Yes. That's a good question. I think it is an ongoing process. I mean, I think everybody can appreciate the immediate aftermath of Kinston, the company's entire focus and tactic was continued supply. We did everything we could, under the circumstances to make sure that there were absolutely no interruptions in the supply of our components to our customers. And we've come out of that very well. 18 months down the road, we've got the ability now to begin turning our attention back to the longer-term growth of the business. So, going forward, as I said, we do have a dedicated group that's looking for new opportunities to augment our product portfolio, so you're going to see those costs continuing as we go forward. But it's a prudent thing to do in terms of investing in the business.

Right. OK. Very good. Thanks.

Thanks, Larry.

Thanks, Larry.

Shai Gerson of Corsair Capital, you may ask your question.

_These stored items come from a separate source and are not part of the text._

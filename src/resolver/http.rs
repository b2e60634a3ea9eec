// src/resolver/http.rs

//! HTTP fetch shared by all remote resolvers
//!
//! Wraps reqwest with the run's cancellation token: every request and body
//! read races against it and surfaces `Error::Canceled` when it fires.
//! No retries here; a failed request is reported once.

use super::ResolveContext;
use crate::error::{Error, Result};
use reqwest::header::CONTENT_TYPE;
use reqwest::redirect::Policy;
use std::time::Duration;
use tracing::debug;
use url::Url;

/// Default timeout for HTTP requests (30 seconds)
pub const HTTP_TIMEOUT: Duration = Duration::from_secs(30);

/// Maximum redirects followed by the final pass
const MAX_REDIRECTS: usize = 10;

/// A fully read HTTP response
#[derive(Debug, Clone)]
pub struct HttpReply {
    pub status: u16,
    /// URL of the last request, after redirects
    pub url: Url,
    /// Media type without parameters, lowercased (`text/plain`)
    pub media_type: Option<String>,
    pub body: String,
}

impl HttpReply {
    pub fn is_success(&self) -> bool {
        (200..300).contains(&self.status)
    }

    pub fn is_plain_text(&self) -> bool {
        self.media_type.as_deref() == Some("text/plain")
    }
}

/// Strip parameters from a Content-Type value
fn parse_media_type(content_type: &str) -> String {
    content_type
        .split(';')
        .next()
        .unwrap_or_default()
        .trim()
        .to_ascii_lowercase()
}

/// Cancellation-aware HTTP GET client
#[derive(Clone)]
pub struct HttpFetcher {
    client: reqwest::Client,
}

impl HttpFetcher {
    /// Create a fetcher with the default timeout
    pub fn new(user_agent: &str) -> Result<Self> {
        Self::with_timeout(user_agent, HTTP_TIMEOUT)
    }

    pub fn with_timeout(user_agent: &str, timeout: Duration) -> Result<Self> {
        // GitHub rejects requests without a User-Agent
        let client = reqwest::Client::builder()
            .user_agent(user_agent)
            .timeout(timeout)
            .redirect(Policy::limited(MAX_REDIRECTS))
            .build()
            .map_err(|e| Error::Config(format!("Failed to create HTTP client: {e}")))?;

        Ok(Self { client })
    }

    /// GET without credentials
    pub async fn get(&self, url: &Url, ctx: &ResolveContext) -> Result<HttpReply> {
        self.send(url, ctx, None).await
    }

    /// GET with the context's bearer token, when one is set
    pub async fn get_authorized(&self, url: &Url, ctx: &ResolveContext) -> Result<HttpReply> {
        self.send(url, ctx, ctx.token.as_deref()).await
    }

    async fn send(&self, url: &Url, ctx: &ResolveContext, token: Option<&str>) -> Result<HttpReply> {
        let mut request = self.client.get(url.clone());
        if let Some(token) = token {
            request = request.bearer_auth(token);
        }

        let fetch = async {
            let response = request.send().await?;
            let status = response.status().as_u16();
            let final_url = response.url().clone();
            let media_type = response
                .headers()
                .get(CONTENT_TYPE)
                .and_then(|v| v.to_str().ok())
                .map(parse_media_type);
            let body = response.text().await?;

            debug!("GET {} -> {} ({})", url, status, final_url);
            Ok::<_, Error>(HttpReply {
                status,
                url: final_url,
                media_type,
                body,
            })
        };

        tokio::select! {
            biased;
            _ = ctx.cancel.cancelled() => Err(Error::Canceled),
            reply = fetch => reply,
        }
    }
}

/// Replace the path of `base` with `base.path() + path`, keeping `base`'s host
pub fn rebase(base: &Url, path: &str) -> Url {
    let mut url = base.clone();
    let joined = format!(
        "{}/{}",
        base.path().trim_end_matches('/'),
        path.trim_start_matches('/')
    );
    url.set_path(&joined);
    url.set_query(None);
    url.set_fragment(None);
    url
}

/// `https://host/LICENSE.txt` -> `https://host/LICENSE`
pub fn strip_txt_extension(url: &Url) -> Option<Url> {
    let stem = url.path().strip_suffix(".txt")?;
    let mut stripped = url.clone();
    stripped.set_path(stem);
    Some(stripped)
}
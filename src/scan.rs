// src/scan.rs

//! Record intake
//!
//! Records come either from a JSON file written by an external scanner or
//! from [`scan_directory`], which walks a directory for binaries and fills
//! in package metadata from the NuGet layout.

use crate::error::Result;
use crate::manifest::{find_nuspec, package_dir_for, read_nuspec};
use crate::record::{ResolvedFile, VersionInfo};
use regex::Regex;
use std::fs;
use std::path::Path;
use tracing::{debug, info};
use walkdir::WalkDir;

/// File extensions treated as scannable binaries
pub const BINARY_EXTENSIONS: &[&str] = &["dll", "exe"];

fn is_binary(path: &Path) -> bool {
    path.extension()
        .and_then(|e| e.to_str())
        .is_some_and(|ext| BINARY_EXTENSIONS.iter().any(|b| ext.eq_ignore_ascii_case(b)))
}

/// Build the record for one binary
pub fn record_for(root: &Path, binary: &Path) -> ResolvedFile {
    let relative = binary
        .strip_prefix(root)
        .unwrap_or(binary)
        .to_string_lossy()
        .replace('\\', "/");

    let mut record = ResolvedFile::new(binary)
        .with_relative_output_path(relative)
        .with_version_info(VersionInfo::new(binary.to_string_lossy()));

    let Some(package_dir) = package_dir_for(binary) else {
        return record;
    };
    record = record.with_package_path(&package_dir);

    let manifest = find_nuspec(&package_dir).and_then(|nuspec| match nuspec {
        Some(path) => read_nuspec(&path),
        None => Ok(None),
    });
    match manifest {
        Ok(Some(manifest)) => record.with_manifest(manifest),
        Ok(None) => record,
        Err(e) => {
            debug!("No usable manifest in {}: {}", package_dir.display(), e);
            record
        }
    }
}

/// Walk `root` for `.dll`/`.exe` files, optionally filtered by a path regex
///
/// Results are sorted by path.
pub fn scan_directory(root: &Path, filter: Option<&Regex>) -> Result<Vec<ResolvedFile>> {
    let mut records = Vec::new();

    for entry in WalkDir::new(root).sort_by_file_name() {
        let entry = entry.map_err(std::io::Error::from)?;
        if !entry.file_type().is_file() || !is_binary(entry.path()) {
            continue;
        }
        let wanted = filter.is_none_or(|re| re.is_match(&entry.path().to_string_lossy()));
        if !wanted {
            continue;
        }
        records.push(record_for(root, entry.path()));
    }

    info!("Found {} binaries under {}", records.len(), root.display());
    Ok(records)
}

/// Read records from a JSON array
pub fn load_records(path: &Path) -> Result<Vec<ResolvedFile>> {
    let json = fs::read_to_string(path)?;
    let records: Vec<ResolvedFile> = serde_json::from_str(&json)?;
    info!("Loaded {} records from {}", records.len(), path.display());
    Ok(records)
}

Good morning. Quick follow-up. We're looking out a couple of quarters when we finally get cleaner quarters, I guess. Would you expect, when you guess kind of the absorbed overhead and the other things and everything's kind of backwards should the emergence return in the core business to kind of, historically what you want them to be?

That's certainly our goal.

Absolutely.

OK. But there's nothing has fundamentally changed or...

Well, we've added -- we have added these additional costs of the Kinston plant.

OK.

And when you put a new plant up, it is expensive to do that. But...

I'm talking about in a few quarters when it is fully up and running and fully operational and it's, whatever.

We have no reason to expect that we wouldn't return to our pre-January 2003 operating performance.

All right. Thank you very much.

You're welcome Shai.

Bye-bye.

Thank you. Once again, if you'd like to ask a question, please press "*" "1." One moment, please. At this time, I'll turn the call back over to Dr. Morel.

Thank you, operator. West's year-to-date performance has been fundamentally solid and inline with management's expectations. The backlog remains at record levels and underlying market demand continues to be favorable. During the fourth quarter, management's focus will remain on executing our business objectives for the Pharm Systems division, bringing kits and backup, and driving the drug delivery process to completion. In terms of our guidance, we continue to forecast full year fully diluted pro forma earnings per share between $1 and $1.05 on a split-adjusted basis. In keeping with our past practice, West's year-end conference call will take place in February 2005. At that time, Bill and I will provide commentary on the outlook for the year as well as our earnings guidance for the fiscal year 2005. Thank you very much for your time today.

This concludes today's conference call. Thank you for your participation.